//! The interactive dashboard.
//!
//! A `Session` renders the dashboard, then reads one action per line. Actions are parsed with
//! `clap` so that `help` and usage errors come for free. A failing action is reported in one line
//! and the session carries on with whatever the dashboard last loaded successfully.

use crate::api::Mode;
use crate::commands::export::{write_export, NOTHING_TO_EXPORT};
use crate::commands::import::{import_file, import_message};
use crate::commands::{connect, Out};
use crate::dashboard::{Dashboard, ImportMode, SortField};
use crate::error::{Error, ErrorType, IntoResult};
use crate::form::TransactionForm;
use crate::model::Kind;
use crate::render;
use crate::theme::UiContext;
use crate::{Config, Result};
use clap::{Parser, Subcommand};
use std::io::Write;
use std::path::PathBuf;
use tokio::io::{AsyncBufRead, AsyncBufReadExt, BufReader};
use tracing::{debug, warn};

#[derive(Debug, Parser)]
#[command(multicall = true)]
struct Line {
    #[command(subcommand)]
    action: Action,
}

#[derive(Debug, Subcommand)]
enum Action {
    /// Show only transactions whose description or category contains the text.
    Search {
        #[arg(required = true, num_args = 1..)]
        query: Vec<String>,
    },
    /// Show all transactions again.
    Clear,
    /// Sort by a column.
    Sort {
        #[arg(value_enum)]
        field: SortField,
    },
    /// Flip the sort direction.
    Reverse,
    /// Add a transaction, e.g. `add 12.50 expense Food Lunch with Sam`.
    #[command(after_help = crate::form::category_hint())]
    Add {
        amount: String,
        #[arg(value_enum)]
        kind: Kind,
        category: String,
        #[arg(required = true, num_args = 1..)]
        description: Vec<String>,
    },
    /// Delete a transaction by id.
    Delete { id: String },
    /// Import a CSV file.
    Import {
        file: PathBuf,
        /// Send the file to the server's import endpoint.
        #[arg(long)]
        upload: bool,
    },
    /// Export the transactions to a CSV file.
    Export { file: PathBuf },
    /// Switch between the light and dark themes.
    Theme,
    /// Fetch everything again.
    Refresh,
    /// Leave the dashboard.
    #[command(alias = "exit")]
    Quit,
}

impl Action {
    /// Whether the action waits on the backend.
    fn hits_backend(&self) -> bool {
        matches!(
            self,
            Action::Add { .. } | Action::Delete { .. } | Action::Import { .. } | Action::Refresh
        )
    }
}

/// What to do after an action.
enum Next {
    Render(String),
    Quit,
}

pub struct Session {
    config: Config,
    ui: UiContext,
    dashboard: Dashboard,
}

impl Session {
    /// Connects and loads. A failed load is not fatal: the session starts with the error banner.
    pub async fn open(config: Config, mode: Mode) -> Result<Self> {
        let dashboard = connect(&config, mode)?;
        Ok(Self::new(config, dashboard).await)
    }

    pub async fn new(config: Config, mut dashboard: Dashboard) -> Self {
        if let Err(e) = dashboard.load().await {
            warn!("{e}");
        }
        let ui = UiContext::from_config(&config);
        Self {
            config,
            ui,
            dashboard,
        }
    }

    pub fn dashboard(&self) -> &Dashboard {
        &self.dashboard
    }

    pub fn ui(&self) -> &UiContext {
        &self.ui
    }

    /// Reads actions from `input` until it ends or the user quits, writing to `output`.
    pub async fn run<R, W>(&mut self, input: R, output: &mut W) -> Result<()>
    where
        R: AsyncBufRead + Unpin,
        W: Write,
    {
        write_out(output, &render::dashboard(&self.ui, &self.dashboard))?;
        let mut lines = input.lines();
        loop {
            write!(output, "> ")
                .and_then(|_| output.flush())
                .pub_result(ErrorType::Io)?;
            let Some(line) = lines.next_line().await.pub_result(ErrorType::Io)? else {
                break;
            };
            let words: Vec<&str> = line.split_whitespace().collect();
            if words.is_empty() {
                continue;
            }
            let action = match Line::try_parse_from(words) {
                Ok(line) => line.action,
                Err(e) => {
                    write_out(output, &e.render().to_string())?;
                    continue;
                }
            };
            debug!("Session action: {action:?}");
            if action.hits_backend() {
                write_out(output, render::LOADING)?;
            }
            match self.apply(action).await {
                Ok(Next::Quit) => break,
                Ok(Next::Render(message)) => {
                    write_out(output, &render::dashboard(&self.ui, &self.dashboard))?;
                    write_out(output, &message)?;
                }
                Err(e) => {
                    warn!("{e}");
                    write_out(output, &render::error_banner(&self.ui, &short_message(&e)))?;
                }
            }
        }
        Ok(())
    }

    async fn apply(&mut self, action: Action) -> Result<Next> {
        let message = match action {
            Action::Search { query } => {
                let query = query.join(" ");
                self.dashboard.set_query(&query);
                format!("Searching for \"{query}\"")
            }
            Action::Clear => {
                self.dashboard.clear_query();
                "Showing all transactions".to_string()
            }
            Action::Sort { field } => {
                self.dashboard.set_sort_field(field);
                format!("Sorted by {field}")
            }
            Action::Reverse => {
                self.dashboard.toggle_direction();
                format!("Sorted {}", self.dashboard.sort().direction)
            }
            Action::Add {
                amount,
                kind,
                category,
                description,
            } => {
                let form = TransactionForm {
                    description: description.join(" "),
                    amount,
                    category,
                    kind,
                    date: None,
                };
                let created = self.dashboard.add(&form).await?;
                format!("Added '{}' with id {}", created.description(), created.id())
            }
            Action::Delete { id } => {
                self.dashboard.delete(&id).await?;
                format!("Deleted transaction {id}")
            }
            Action::Import { file, upload } => {
                let mode = if upload {
                    ImportMode::Upload
                } else {
                    ImportMode::Sequential
                };
                let report = import_file(&mut self.dashboard, &file, mode).await?;
                import_message(&report)
            }
            Action::Export { file } => match self.dashboard.export()? {
                None => NOTHING_TO_EXPORT.to_string(),
                Some(csv) => {
                    write_export(&file, &csv).await?;
                    format!("Exported to {}", file.display())
                }
            },
            Action::Theme => {
                let theme = self.ui.toggle(&mut self.config).await?;
                format!("Switched to the {theme} theme")
            }
            Action::Refresh => {
                self.dashboard.load().await?;
                "Refreshed".to_string()
            }
            Action::Quit => return Ok(Next::Quit),
        };
        Ok(Next::Render(message))
    }
}

/// The detail for input mistakes, the generic message for everything else.
fn short_message(e: &Error) -> String {
    match e.error_type() {
        ErrorType::Validation => e.to_string(),
        _ => e.user_message().to_string(),
    }
}

fn write_out<W: Write>(output: &mut W, text: &str) -> Result<()> {
    writeln!(output, "{text}").pub_result(ErrorType::Io)
}

/// Runs an interactive session on stdin and stdout.
pub async fn dashboard(config: Config, mode: Mode) -> Result<Out<()>> {
    let mut stdout = std::io::stdout();
    write_out(&mut stdout, render::LOADING)?;
    let mut session = Session::open(config, mode).await?;
    session
        .run(BufReader::new(tokio::io::stdin()), &mut stdout)
        .await?;
    Ok("Closed the dashboard".into())
}

#[cfg(test)]
mod tests {
    use super::*;
    use crate::api::MemoryApi;
    use crate::test::TestEnv;

    async fn run(env: &TestEnv, api: &MemoryApi, script: &str) -> (Session, String) {
        let dashboard = Dashboard::new(Box::new(api.clone()));
        let mut session = Session::new(env.config(), dashboard).await;
        let mut output = Vec::new();
        session.run(script.as_bytes(), &mut output).await.unwrap();
        (session, String::from_utf8(output).unwrap())
    }

    #[tokio::test]
    async fn test_search_sort_and_quit() {
        let env = TestEnv::new().await;
        let api = MemoryApi::seeded().unwrap();
        let script = "search rent\nsort amount\nreverse\nquit\nsearch never-reached\n";
        let (session, output) = run(&env, &api, script).await;
        assert_eq!(session.dashboard().query(), "rent");
        assert_eq!(session.dashboard().sort().field, SortField::Amount);
        assert_eq!(session.dashboard().view().len(), 2);
        assert!(output.contains("Searching for \"rent\""));
    }

    #[tokio::test]
    async fn test_add_then_delete() {
        let env = TestEnv::new().await;
        let api = MemoryApi::default();
        let (session, _) = run(&env, &api, "add 12.50 expense Food Lunch with Sam\n").await;
        let created = &session.dashboard().transactions()[0];
        assert_eq!(created.description(), "Lunch with Sam");
        assert_eq!(created.kind(), Kind::Expense);

        let script = format!("delete {}\n", created.id());
        let (session, output) = run(&env, &api, &script).await;
        assert!(session.dashboard().transactions().is_empty());
        assert!(output.contains(render::NO_TRANSACTIONS));
    }

    #[tokio::test]
    async fn test_errors_do_not_end_the_session() {
        let env = TestEnv::new().await;
        let api = MemoryApi::seeded().unwrap();
        let script = "add ten expense Food Lunch\nfrobnicate\ndelete missing\nsearch coffee\n";
        let (session, output) = run(&env, &api, script).await;
        assert!(output.contains("is not a number"));
        assert!(output.contains("The server rejected the request."));
        assert_eq!(session.dashboard().query(), "coffee");
        assert_eq!(session.dashboard().transactions().len(), 14);
    }

    #[tokio::test]
    async fn test_offline_refresh_keeps_data() {
        let env = TestEnv::new().await;
        let api = MemoryApi::seeded().unwrap();
        let dashboard = Dashboard::new(Box::new(api.clone()));
        let mut session = Session::new(env.config(), dashboard).await;
        api.set_offline(true);
        let mut output = Vec::new();
        session
            .run("refresh\n".as_bytes(), &mut output)
            .await
            .unwrap();
        let output = String::from_utf8(output).unwrap();
        assert!(output.contains("Unable to reach the server."));
        assert_eq!(session.dashboard().transactions().len(), 14);
        assert_eq!(
            session.dashboard().error(),
            Some(crate::dashboard::LOAD_ERROR)
        );
    }

    #[tokio::test]
    async fn test_export_and_theme() {
        let env = TestEnv::new().await;
        let api = MemoryApi::seeded().unwrap();
        let path = env.path("session.csv");
        let script = format!("export {}\ntheme\n", path.display());
        let (session, _) = run(&env, &api, &script).await;
        assert_eq!(std::fs::read_to_string(&path).unwrap().lines().count(), 15);
        assert_ne!(session.ui().theme(), UiContext::from_config(&env.config()).theme());
    }

    #[tokio::test]
    async fn test_loading_shown_for_backend_actions_only() {
        let env = TestEnv::new().await;
        let api = MemoryApi::seeded().unwrap();
        let (_, output) = run(&env, &api, "search rent\nsort amount\n").await;
        assert!(!output.contains(render::LOADING));

        let (_, output) = run(&env, &api, "refresh\n").await;
        assert_eq!(output.matches(render::LOADING).count(), 1);
        let loading = output.find(render::LOADING).unwrap();
        assert!(output[loading..].contains("Refreshed"));
    }

    #[tokio::test]
    async fn test_add_help_lists_categories() {
        let env = TestEnv::new().await;
        let api = MemoryApi::default();
        let (_, output) = run(&env, &api, "add --help\n").await;
        assert!(output.contains(&crate::form::category_hint()));
    }

    #[tokio::test]
    async fn test_export_nothing() {
        let env = TestEnv::new().await;
        let api = MemoryApi::default();
        let path = env.path("empty.csv");
        let script = format!("export {}\n", path.display());
        let (_, output) = run(&env, &api, &script).await;
        assert!(output.contains(NOTHING_TO_EXPORT));
        assert!(!path.exists());
    }
}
━━━━━━━━━━━━━━━━━━━━━━━━━━━━━━
How many of the lines in the material hold the word "ErrorType"? Give that number alone.

5